Post-translational regulation is another strategy affecting Pin1 dysregulation. PLK1, a trigger for G2/M transition, mediates phosphorylation of Ser65 in Pin1, stabilizing Pin1 by inhibiting its ubiquitination in human cancer cells (Eckerdt et al., 2005). MLK3, a MAP3K family member, phosphorylates Pin1 on a Ser138 site to activate its catalytic function and nuclear translocation, driving the cell cycle and promoting cyclin D1 stability and centrosome amplification of cancer cells (Rangasamy et al., 2012). By contrast, DAPK1, a known tumor suppressor, associates with and phosphorylates Pin1 on Ser71, which suppresses Pin1 nuclear localization and sustains cell cycle by activating cyclin D1 promoter in cells (Lee et al., 2011a).
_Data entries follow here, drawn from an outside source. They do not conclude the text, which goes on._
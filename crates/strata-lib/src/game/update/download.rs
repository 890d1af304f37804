//! Single-file transfer primitives used by the batched network jobs.

use anyhow::{Context, Result};
use futures::StreamExt;
use reqwest::Client;
use sha1::{Digest, Sha1};
use std::path::Path;
use tokio::fs::{create_dir_all, File};
use tokio::io::AsyncWriteExt;

/// Stream a URL into `path`, writing through a `.part` file that is renamed
/// into place only after the transfer (and checksum, when given) succeeded.
/// Returns the computed sha1 and size.
pub async fn download_to_path(
    client: &Client,
    url: &str,
    path: &Path,
    expected_sha1: Option<&str>,
    on_chunk: Option<&(dyn Fn(u64) + Send + Sync)>,
) -> Result<(String, u64)> {
    log::debug!("downloading {} -> {:?}", url, path);

    if let Some(parent) = path.parent() {
        create_dir_all(parent).await?;
    }

    let response = client.get(url).send().await?;
    if !response.status().is_success() {
        anyhow::bail!("HTTP error {}: {}", response.status(), url);
    }

    let tmp_name = format!(
        "{}.part",
        path.file_name()
            .and_then(|n| n.to_str())
            .unwrap_or("download")
    );
    let tmp_path = path.with_file_name(tmp_name);
    let mut file = File::create(&tmp_path).await?;
    let mut hasher = Sha1::new();
    let mut size: u64 = 0;

    let mut stream = response.bytes_stream();
    while let Some(chunk) = stream.next().await {
        let chunk = chunk?;
        file.write_all(&chunk).await?;
        hasher.update(&chunk);
        size += chunk.len() as u64;
        if let Some(callback) = on_chunk {
            callback(chunk.len() as u64);
        }
    }
    file.flush().await?;
    file.sync_all().await?;
    drop(file);

    let sha1 = format!("{:x}", hasher.finalize());
    if let Some(expected) = expected_sha1 {
        if !sha1.eq_ignore_ascii_case(expected) {
            let _ = tokio::fs::remove_file(&tmp_path).await;
            anyhow::bail!(
                "SHA1 mismatch for {}: expected {}, got {}",
                url,
                expected,
                sha1
            );
        }
    }

    tokio::fs::rename(&tmp_path, path).await?;
    log::debug!("download complete: {:?} ({} bytes)", path, size);
    Ok((sha1, size))
}

/// GET a URL as text.
pub async fn fetch_text(client: &Client, url: &str) -> Result<String> {
    let response = client
        .get(url)
        .send()
        .await
        .with_context(|| format!("request {}", url))?;
    if !response.status().is_success() {
        anyhow::bail!("HTTP error {}: {}", response.status(), url);
    }
    Ok(response.text().await?)
}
In addition, SENP1 binds to and deSUMOylates Pin1, leading to increased Pin1 stability and enhanced centrosome amplification and cell transformation during tumorigenesis (Chen et al., 2013). Collectively, Pin1 is aberrantly overexpressed/overactivated in multiple tumors through transcriptional, post-transcriptional, and post-translational regulations.
Pin1 Participates in Tumorigenesis Via Multiple Mechanisms
Pin1 is mainly localized in the nucleus of both normal and cancer cells, colocalizing with a series of nucleoproteins, such as NEK6 (Chen et al., 2006), but its nuclear-cytoplasmic distribution could be changed upon phosphorylation by kinases including the above-mentioned DAPK1 and MLK3 (Lee et al., 2011a; Rangasamy et al., 2012). Recently, Chen et al. (2018) reviewed 81 Pin1 targets in human cancer. We have checked these targets based on published articles and found that Pin1 regulates 29 targets in the nucleus and 35 targets in the cytoplasm (the rest are unknown for their cellular localization), indicating that Pin1 has no apparent preference between its nuclear or cytoplasmic clients. Additionally, Pin1 participates in cancer development via transcriptional, post-transcriptional, and post-translational mechanisms, and these mechanisms operate in both the nucleus and cytoplasm (Lu and Hunter, 2014; Zhou and Lu, 2016). Thus, Pin1 has both nuclear and cytoplasmic functions, and is extensively involved in the initiation and progression of cancer.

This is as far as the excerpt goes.